[Provided data — start]

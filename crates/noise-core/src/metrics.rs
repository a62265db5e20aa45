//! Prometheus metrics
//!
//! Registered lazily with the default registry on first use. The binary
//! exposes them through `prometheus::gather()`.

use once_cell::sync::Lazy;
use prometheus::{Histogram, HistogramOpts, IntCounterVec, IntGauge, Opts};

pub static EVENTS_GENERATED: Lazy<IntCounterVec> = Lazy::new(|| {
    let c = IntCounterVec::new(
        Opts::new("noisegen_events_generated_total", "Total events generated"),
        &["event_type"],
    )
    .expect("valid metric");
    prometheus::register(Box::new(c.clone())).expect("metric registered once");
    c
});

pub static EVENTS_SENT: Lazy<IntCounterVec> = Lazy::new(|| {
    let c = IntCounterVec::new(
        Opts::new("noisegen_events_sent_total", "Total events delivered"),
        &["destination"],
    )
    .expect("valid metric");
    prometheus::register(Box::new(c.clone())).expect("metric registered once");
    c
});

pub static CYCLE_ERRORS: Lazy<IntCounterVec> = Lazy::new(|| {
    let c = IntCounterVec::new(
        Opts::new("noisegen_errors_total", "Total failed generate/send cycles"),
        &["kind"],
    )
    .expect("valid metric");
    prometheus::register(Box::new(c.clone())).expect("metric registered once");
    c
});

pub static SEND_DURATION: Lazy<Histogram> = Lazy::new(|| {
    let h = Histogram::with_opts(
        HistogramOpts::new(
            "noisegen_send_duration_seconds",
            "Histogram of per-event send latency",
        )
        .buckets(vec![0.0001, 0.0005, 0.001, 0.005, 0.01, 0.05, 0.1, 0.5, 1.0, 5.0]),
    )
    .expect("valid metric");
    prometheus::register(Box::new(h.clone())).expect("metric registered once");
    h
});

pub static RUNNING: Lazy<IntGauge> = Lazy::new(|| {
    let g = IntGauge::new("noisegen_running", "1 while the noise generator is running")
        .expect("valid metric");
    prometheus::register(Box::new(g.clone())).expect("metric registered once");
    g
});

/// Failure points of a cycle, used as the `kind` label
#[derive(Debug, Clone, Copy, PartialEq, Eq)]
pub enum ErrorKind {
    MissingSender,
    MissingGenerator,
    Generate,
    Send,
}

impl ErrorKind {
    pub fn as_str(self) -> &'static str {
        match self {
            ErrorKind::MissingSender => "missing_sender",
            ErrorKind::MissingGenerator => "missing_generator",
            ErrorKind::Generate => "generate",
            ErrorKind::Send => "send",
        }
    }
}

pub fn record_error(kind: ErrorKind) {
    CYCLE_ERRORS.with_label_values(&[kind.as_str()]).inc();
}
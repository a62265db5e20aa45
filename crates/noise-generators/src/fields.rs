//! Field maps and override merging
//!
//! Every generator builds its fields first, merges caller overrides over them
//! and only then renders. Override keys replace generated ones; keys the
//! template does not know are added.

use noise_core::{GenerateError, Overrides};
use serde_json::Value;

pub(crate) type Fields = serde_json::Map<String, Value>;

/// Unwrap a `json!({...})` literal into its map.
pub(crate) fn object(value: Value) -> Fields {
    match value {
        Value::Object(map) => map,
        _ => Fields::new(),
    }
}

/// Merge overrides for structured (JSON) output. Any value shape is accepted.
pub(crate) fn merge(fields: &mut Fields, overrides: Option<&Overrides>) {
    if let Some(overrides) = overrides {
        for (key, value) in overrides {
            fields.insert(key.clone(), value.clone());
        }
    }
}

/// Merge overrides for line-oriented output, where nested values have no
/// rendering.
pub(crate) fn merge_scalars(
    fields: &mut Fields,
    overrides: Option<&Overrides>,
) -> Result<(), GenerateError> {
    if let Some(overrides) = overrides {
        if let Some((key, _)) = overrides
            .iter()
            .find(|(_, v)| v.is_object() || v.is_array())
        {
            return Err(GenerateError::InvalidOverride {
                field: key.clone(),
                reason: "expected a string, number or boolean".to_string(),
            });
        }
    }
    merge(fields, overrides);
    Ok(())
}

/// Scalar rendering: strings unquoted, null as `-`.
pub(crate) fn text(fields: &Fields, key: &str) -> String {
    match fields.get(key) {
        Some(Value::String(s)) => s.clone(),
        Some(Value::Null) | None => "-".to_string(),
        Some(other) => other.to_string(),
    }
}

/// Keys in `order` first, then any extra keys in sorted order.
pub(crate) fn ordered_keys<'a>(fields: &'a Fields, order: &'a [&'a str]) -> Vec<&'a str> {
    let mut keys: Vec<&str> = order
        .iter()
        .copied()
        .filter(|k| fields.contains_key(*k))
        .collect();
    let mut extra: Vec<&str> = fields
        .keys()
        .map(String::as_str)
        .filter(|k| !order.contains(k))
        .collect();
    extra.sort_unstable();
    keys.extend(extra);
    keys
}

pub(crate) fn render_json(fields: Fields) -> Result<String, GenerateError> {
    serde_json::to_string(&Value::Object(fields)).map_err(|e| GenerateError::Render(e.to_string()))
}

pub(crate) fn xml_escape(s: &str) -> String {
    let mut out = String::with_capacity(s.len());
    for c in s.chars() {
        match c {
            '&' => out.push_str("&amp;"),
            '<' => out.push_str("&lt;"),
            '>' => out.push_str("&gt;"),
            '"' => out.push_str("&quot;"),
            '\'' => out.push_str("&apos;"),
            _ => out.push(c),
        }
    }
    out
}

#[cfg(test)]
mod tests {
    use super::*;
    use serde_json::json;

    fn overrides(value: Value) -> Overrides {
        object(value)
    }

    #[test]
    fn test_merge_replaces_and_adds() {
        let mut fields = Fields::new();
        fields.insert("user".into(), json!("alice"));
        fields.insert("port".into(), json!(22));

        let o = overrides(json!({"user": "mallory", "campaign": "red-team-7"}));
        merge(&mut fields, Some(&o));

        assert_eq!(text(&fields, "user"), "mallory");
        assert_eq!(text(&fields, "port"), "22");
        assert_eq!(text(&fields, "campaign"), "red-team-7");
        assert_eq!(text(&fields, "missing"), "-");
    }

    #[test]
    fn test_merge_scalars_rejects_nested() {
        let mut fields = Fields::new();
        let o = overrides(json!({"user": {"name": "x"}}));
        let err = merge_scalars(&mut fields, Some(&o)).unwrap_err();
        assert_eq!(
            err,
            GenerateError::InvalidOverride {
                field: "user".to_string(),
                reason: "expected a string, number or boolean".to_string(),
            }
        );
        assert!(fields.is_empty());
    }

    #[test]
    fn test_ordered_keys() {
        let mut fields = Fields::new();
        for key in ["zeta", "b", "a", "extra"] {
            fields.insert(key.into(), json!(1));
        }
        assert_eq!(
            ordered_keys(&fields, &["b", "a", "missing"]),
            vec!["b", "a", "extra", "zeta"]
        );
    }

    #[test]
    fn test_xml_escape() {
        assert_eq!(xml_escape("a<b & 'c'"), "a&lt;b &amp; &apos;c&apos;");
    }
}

[Provided data — finish]
[Provided data — start]

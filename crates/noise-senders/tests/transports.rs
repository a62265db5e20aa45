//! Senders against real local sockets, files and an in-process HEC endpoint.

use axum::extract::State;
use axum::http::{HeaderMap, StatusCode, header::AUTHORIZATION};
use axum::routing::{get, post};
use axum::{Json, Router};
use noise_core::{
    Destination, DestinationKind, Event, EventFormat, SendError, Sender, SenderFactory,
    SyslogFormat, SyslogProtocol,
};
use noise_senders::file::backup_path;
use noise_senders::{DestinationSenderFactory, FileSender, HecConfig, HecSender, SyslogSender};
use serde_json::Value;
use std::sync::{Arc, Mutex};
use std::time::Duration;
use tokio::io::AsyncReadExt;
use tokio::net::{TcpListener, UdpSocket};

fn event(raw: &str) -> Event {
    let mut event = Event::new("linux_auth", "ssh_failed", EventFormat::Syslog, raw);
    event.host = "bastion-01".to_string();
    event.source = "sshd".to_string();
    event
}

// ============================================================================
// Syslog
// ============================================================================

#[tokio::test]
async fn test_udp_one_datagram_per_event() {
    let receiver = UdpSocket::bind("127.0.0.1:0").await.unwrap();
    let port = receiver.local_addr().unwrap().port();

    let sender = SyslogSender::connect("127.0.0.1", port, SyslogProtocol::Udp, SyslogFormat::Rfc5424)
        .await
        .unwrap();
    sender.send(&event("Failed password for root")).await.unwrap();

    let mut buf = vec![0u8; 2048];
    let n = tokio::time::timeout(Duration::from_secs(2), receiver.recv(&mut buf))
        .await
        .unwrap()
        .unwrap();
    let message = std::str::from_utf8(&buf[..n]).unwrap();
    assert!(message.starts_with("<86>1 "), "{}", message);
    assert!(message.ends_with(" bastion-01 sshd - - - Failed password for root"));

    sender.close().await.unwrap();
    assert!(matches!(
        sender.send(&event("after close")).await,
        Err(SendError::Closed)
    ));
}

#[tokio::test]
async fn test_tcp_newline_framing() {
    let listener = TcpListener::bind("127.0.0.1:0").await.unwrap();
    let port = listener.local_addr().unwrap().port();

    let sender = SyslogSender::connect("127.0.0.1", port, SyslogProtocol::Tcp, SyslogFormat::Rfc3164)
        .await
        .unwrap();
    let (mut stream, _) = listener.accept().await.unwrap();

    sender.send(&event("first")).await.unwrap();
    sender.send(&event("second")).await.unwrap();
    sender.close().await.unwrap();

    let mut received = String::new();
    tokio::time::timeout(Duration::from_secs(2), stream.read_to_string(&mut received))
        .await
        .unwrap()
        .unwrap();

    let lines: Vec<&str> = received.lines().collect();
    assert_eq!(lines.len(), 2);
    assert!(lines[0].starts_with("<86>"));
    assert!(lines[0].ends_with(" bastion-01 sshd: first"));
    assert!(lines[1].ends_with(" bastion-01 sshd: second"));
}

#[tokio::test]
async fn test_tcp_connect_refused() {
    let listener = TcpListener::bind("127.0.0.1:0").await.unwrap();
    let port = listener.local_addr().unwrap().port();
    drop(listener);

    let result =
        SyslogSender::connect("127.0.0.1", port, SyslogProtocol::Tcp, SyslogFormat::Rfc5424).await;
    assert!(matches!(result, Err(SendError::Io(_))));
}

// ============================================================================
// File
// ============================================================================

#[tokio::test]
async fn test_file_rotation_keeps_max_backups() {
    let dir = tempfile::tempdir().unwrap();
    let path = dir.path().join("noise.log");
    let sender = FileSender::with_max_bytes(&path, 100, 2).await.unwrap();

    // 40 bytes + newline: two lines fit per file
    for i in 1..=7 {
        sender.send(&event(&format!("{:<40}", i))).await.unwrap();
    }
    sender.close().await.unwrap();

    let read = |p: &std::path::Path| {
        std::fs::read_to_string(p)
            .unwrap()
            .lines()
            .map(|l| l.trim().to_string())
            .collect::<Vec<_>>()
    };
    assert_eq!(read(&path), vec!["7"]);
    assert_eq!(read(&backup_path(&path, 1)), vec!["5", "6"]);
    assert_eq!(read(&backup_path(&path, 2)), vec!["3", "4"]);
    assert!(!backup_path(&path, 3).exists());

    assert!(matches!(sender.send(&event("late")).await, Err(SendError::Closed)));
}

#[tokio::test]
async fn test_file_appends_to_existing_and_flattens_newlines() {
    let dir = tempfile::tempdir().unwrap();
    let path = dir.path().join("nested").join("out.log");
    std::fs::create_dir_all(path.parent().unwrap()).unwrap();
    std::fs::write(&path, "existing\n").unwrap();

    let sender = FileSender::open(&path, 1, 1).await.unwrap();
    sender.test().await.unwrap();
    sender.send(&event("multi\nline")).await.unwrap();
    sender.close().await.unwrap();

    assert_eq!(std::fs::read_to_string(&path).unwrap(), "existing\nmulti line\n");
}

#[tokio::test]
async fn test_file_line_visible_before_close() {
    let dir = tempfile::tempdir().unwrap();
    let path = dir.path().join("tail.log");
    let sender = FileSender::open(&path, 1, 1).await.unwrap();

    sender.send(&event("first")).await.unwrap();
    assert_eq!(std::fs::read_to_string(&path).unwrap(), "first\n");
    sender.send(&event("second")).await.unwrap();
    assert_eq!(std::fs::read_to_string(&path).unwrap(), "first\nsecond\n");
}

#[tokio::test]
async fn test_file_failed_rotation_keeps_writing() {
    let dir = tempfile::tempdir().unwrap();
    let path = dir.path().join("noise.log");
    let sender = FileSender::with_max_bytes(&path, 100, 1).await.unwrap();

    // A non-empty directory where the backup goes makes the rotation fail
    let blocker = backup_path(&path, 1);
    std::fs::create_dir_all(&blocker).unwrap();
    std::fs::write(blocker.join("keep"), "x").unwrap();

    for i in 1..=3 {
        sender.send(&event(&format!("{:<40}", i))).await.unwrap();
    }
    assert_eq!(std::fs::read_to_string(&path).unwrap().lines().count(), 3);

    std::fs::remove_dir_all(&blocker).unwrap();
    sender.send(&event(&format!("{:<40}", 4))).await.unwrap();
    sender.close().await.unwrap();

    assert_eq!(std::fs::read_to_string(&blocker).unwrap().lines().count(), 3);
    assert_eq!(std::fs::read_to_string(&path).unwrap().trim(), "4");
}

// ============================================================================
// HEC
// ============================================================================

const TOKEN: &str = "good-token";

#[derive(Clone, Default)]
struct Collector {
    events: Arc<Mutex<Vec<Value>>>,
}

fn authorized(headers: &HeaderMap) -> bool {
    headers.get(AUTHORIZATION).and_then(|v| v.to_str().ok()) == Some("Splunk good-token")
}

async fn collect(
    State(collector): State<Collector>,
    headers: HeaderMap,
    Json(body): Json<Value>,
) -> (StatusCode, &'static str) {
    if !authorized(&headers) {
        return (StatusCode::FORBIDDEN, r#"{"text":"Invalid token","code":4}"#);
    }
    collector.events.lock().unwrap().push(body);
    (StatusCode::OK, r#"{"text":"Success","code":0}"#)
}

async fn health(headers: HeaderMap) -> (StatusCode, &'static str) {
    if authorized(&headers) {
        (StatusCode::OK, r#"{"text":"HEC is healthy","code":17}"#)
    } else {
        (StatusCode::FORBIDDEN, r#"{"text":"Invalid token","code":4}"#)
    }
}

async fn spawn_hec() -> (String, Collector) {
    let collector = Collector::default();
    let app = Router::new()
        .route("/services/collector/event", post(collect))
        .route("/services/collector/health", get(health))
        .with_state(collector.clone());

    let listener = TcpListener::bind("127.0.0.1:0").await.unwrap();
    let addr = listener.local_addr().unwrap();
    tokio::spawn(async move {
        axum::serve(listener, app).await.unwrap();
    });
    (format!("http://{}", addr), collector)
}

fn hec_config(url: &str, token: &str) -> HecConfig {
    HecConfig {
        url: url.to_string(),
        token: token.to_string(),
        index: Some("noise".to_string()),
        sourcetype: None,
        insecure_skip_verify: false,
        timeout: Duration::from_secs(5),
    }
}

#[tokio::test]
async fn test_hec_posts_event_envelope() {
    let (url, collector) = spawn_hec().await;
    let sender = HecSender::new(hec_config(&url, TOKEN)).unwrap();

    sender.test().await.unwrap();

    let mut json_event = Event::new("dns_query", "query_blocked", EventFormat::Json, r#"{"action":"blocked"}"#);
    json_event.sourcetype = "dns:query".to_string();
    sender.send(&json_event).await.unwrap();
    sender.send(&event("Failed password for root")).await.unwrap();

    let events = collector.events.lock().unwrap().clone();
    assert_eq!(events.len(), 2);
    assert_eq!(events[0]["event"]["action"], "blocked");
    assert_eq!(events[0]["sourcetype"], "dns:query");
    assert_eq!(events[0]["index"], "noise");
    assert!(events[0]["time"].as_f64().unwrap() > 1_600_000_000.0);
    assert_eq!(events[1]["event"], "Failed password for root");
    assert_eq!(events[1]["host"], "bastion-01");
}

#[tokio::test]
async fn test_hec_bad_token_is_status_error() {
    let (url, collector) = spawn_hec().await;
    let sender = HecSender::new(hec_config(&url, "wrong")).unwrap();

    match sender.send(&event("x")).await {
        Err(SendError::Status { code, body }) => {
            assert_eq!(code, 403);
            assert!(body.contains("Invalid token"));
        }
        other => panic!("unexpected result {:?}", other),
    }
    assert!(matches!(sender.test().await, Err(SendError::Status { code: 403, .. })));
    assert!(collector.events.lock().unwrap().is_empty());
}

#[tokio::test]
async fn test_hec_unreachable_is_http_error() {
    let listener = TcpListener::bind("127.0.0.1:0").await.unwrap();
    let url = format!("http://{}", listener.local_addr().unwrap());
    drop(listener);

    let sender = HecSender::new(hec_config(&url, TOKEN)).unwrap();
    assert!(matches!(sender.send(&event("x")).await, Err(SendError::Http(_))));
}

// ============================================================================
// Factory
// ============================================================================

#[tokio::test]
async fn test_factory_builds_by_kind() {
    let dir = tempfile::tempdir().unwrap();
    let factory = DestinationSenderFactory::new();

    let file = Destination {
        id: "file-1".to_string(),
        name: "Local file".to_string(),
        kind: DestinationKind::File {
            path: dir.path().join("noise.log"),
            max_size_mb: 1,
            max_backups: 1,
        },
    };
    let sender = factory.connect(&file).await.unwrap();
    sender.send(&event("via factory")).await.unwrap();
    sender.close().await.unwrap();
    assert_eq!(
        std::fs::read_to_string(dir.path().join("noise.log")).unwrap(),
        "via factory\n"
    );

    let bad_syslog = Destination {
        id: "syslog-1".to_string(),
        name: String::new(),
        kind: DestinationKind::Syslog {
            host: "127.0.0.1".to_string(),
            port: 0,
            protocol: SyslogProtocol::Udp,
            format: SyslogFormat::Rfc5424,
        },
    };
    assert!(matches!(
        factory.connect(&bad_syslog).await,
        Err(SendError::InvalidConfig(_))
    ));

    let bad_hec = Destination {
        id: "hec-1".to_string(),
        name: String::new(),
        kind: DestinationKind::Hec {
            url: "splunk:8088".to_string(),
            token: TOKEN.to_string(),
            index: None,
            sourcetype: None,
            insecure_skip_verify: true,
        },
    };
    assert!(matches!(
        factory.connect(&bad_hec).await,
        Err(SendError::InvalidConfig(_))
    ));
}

[Provided data — finish]
[Provided data — start]

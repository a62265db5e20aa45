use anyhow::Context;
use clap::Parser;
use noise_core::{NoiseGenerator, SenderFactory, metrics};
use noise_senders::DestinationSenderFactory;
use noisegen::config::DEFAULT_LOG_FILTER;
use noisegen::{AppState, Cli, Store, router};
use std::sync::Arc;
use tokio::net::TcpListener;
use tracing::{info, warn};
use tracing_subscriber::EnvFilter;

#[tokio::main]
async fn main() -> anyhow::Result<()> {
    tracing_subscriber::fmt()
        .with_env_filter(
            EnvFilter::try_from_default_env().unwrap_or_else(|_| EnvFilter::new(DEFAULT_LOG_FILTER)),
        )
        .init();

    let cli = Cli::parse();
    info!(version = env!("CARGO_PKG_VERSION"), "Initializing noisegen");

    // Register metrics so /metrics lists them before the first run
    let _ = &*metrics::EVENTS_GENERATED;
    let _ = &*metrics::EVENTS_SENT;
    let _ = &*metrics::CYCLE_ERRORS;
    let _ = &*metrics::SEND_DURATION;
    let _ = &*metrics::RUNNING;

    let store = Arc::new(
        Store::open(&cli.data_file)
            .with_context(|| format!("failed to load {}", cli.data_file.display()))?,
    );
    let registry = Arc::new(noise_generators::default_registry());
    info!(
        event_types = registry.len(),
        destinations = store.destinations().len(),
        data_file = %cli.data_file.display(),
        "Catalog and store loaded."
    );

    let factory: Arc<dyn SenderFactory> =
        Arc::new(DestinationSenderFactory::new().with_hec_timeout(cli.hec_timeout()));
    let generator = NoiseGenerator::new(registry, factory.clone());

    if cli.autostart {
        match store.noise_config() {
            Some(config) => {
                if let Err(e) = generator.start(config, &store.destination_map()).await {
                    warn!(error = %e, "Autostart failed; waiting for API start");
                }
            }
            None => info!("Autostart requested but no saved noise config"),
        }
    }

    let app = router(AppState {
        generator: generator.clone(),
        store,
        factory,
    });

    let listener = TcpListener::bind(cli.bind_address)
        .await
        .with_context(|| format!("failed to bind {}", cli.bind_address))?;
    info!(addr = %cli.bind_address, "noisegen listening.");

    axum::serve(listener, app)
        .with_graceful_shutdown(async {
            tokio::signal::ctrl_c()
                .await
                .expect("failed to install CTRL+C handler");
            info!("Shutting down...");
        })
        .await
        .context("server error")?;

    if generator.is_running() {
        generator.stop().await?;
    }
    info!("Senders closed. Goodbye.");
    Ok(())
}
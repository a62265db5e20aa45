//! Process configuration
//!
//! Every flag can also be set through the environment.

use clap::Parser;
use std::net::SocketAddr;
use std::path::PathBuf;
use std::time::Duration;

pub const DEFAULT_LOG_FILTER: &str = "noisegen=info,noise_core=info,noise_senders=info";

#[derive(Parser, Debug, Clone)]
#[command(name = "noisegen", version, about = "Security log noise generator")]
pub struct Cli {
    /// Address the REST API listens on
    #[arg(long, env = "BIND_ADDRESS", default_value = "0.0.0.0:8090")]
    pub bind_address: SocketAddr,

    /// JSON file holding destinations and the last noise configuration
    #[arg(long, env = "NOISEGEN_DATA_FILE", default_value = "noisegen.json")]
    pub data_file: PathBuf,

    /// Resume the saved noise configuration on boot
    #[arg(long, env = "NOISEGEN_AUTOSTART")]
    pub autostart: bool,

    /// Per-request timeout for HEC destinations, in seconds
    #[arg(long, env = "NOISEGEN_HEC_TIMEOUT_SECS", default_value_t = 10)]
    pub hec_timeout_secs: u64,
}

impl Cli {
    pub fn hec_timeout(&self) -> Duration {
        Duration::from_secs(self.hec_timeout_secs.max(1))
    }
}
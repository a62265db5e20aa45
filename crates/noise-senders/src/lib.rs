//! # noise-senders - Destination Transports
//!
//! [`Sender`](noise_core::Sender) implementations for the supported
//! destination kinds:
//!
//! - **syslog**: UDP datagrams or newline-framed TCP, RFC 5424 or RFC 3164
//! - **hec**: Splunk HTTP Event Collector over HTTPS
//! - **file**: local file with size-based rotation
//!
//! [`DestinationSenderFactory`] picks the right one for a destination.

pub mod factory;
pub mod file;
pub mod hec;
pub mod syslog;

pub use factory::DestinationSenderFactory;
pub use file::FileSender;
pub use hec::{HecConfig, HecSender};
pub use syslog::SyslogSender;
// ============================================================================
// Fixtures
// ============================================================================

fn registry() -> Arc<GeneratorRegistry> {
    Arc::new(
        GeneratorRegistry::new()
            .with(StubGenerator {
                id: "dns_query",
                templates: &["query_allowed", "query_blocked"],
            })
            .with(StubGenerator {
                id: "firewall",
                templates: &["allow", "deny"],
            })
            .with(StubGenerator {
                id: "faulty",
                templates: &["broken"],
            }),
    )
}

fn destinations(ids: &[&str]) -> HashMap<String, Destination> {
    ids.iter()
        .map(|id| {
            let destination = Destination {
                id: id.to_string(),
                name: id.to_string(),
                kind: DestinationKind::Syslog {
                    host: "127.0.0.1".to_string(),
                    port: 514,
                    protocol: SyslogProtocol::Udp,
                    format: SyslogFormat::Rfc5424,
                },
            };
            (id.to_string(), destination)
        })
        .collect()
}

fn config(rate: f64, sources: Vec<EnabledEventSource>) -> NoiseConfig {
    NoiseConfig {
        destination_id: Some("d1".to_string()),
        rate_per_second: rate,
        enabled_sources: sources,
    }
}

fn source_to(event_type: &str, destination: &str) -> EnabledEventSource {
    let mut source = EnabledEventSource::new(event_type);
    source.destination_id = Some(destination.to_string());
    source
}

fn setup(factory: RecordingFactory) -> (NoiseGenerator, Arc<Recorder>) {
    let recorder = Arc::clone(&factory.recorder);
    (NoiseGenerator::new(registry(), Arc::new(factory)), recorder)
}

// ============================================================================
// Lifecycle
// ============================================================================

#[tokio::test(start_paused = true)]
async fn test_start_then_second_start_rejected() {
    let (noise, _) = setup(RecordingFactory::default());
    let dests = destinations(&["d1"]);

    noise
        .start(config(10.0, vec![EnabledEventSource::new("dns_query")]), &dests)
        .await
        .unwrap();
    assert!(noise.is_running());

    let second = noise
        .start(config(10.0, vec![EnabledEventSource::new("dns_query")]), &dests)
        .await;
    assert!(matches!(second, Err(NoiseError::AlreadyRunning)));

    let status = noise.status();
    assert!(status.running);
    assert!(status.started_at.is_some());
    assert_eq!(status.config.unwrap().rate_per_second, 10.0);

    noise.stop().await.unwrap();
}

[Provided data — finish]

Work instruction:
Among the records, find all lines that include the string "other" and return them.

The answer:
        Some(other) => other.to_string(),
        other => panic!("unexpected result {:?}", other),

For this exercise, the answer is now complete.